# Demanding Rabbits



## Guest (Mar 18, 2008)

We give our rabbit treats at about the same time every evening, if we forget he starts banging about in his cage and jumping up at the door demanding his treats! Anyone else have bunnies that show this sort of behaviour?


----------



## delforty3 (Feb 17, 2008)

Yeh, our rabbit is exactly the same, he knows in the morning we are going to give him more veg and starts going mad and leaning on the cage door.
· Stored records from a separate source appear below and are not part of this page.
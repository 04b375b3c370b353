use chrono::{DateTime, Utc};
use serde::{Deserialize, Serialize};

use super::field::{is_blank, Field};
use super::ValidationError;

pub const HOSPITAL_REQUIRED_FIELDS: &str = "Hospital has to have a name, address and phone number";

#[derive(Debug, Clone, PartialEq, Serialize, Deserialize)]
#[serde(rename_all = "camelCase")]
pub struct Hospital {
    pub id: i64,
    pub name: String,
    pub address: String,
    pub phone: String,
    pub created_at: DateTime<Utc>,
    pub updated_at: DateTime<Utc>,
}

#[derive(Debug, Default, Deserialize)]
#[serde(rename_all = "camelCase", default)]
pub struct HospitalInput {
    pub name: Field<String>,
    pub address: Field<String>,
    pub phone: Field<String>,
}

impl Hospital {
    pub fn from_input(input: HospitalInput) -> Result<Self, ValidationError> {
        let now = Utc::now();
        let mut hospital = Hospital {
            id: 0,
            name: String::new(),
            address: String::new(),
            phone: String::new(),
            created_at: now,
            updated_at: now,
        };
        hospital.apply(input);
        hospital.validate()?;
        Ok(hospital)
    }

    pub fn apply(&mut self, input: HospitalInput) {
        input.name.apply_text(&mut self.name);
        input.address.apply_text(&mut self.address);
        input.phone.apply_text(&mut self.phone);
    }

    pub fn validate(&self) -> Result<(), ValidationError> {
        if is_blank(&self.name) || is_blank(&self.address) || is_blank(&self.phone) {
            return Err(ValidationError::new(HOSPITAL_REQUIRED_FIELDS));
        }
        Ok(())
    }
}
He also climbs up on the bed and tries to eat any food that we are eating, so we cannot leave any food laying about with him there


----------



## cavy_gal (Jan 2, 2008)

Sounds like an "obsession", my vet told me about it when I took mine in for his Myxi jab. I don't feed my rabbit every day because he becomes obsessed with his food and gains a lot of flab, so he only gets some every 2/3 days. He will thump, scratch around the cage door, flick up his food bowl (its one of those really heavy ones, and he's not that big a rabbit lol) and generally shows off when he knows he's gonna get fed again.

Though, I do know that rabbits don't always thump their hind legs through danger, agression and other negative things. They can thump through excitement so maybe your boy is just happy to get treats? With mine, I know he's just moody coz he always is


----------



## Guest (Mar 19, 2008)

He's just a greedy f****r!!! He gets fed every day but a minimal amount as its better for them to graze on hay and grass!


----------



## Guest (Mar 19, 2008)

dh.dti said:


> Alan are you fattening him up for stew...


maybe


----------



## Guest (Mar 19, 2008)

Poor bunny! now going to clean out stinky puppies and go to bed!!


----------



## Guest (Mar 19, 2008)

clare7577 said:


> Poor bunny! now going to clean out stinky puppies and go to bed!!


Why are they stinky???  Dont leave yet its still early!


----------



## Guest (Mar 19, 2008)

ajshep1984 said:


> Why are they stinky???  Dont leave yet its still early!


little buggers poo over all the paper,walk in it,lay in it,and then jump all over you when you try to clean them out!!


----------



## Guest (Mar 19, 2008)

clare7577 said:


> little buggers poo over all the paper,walk in it,lay in it,and then jump all over you when you try to clean them out!!


Sounds like fun


----------



## Guest (Mar 19, 2008)

They are 5 weeks on sunday,going to have to go out and raid a paper recycling bin soon!!


----------



## cavy_gal (Jan 2, 2008)

ajshep1984 said:


> He's just a greedy f****r!!! He gets fed every day but a minimal amount as its better for them to graze on hay and grass!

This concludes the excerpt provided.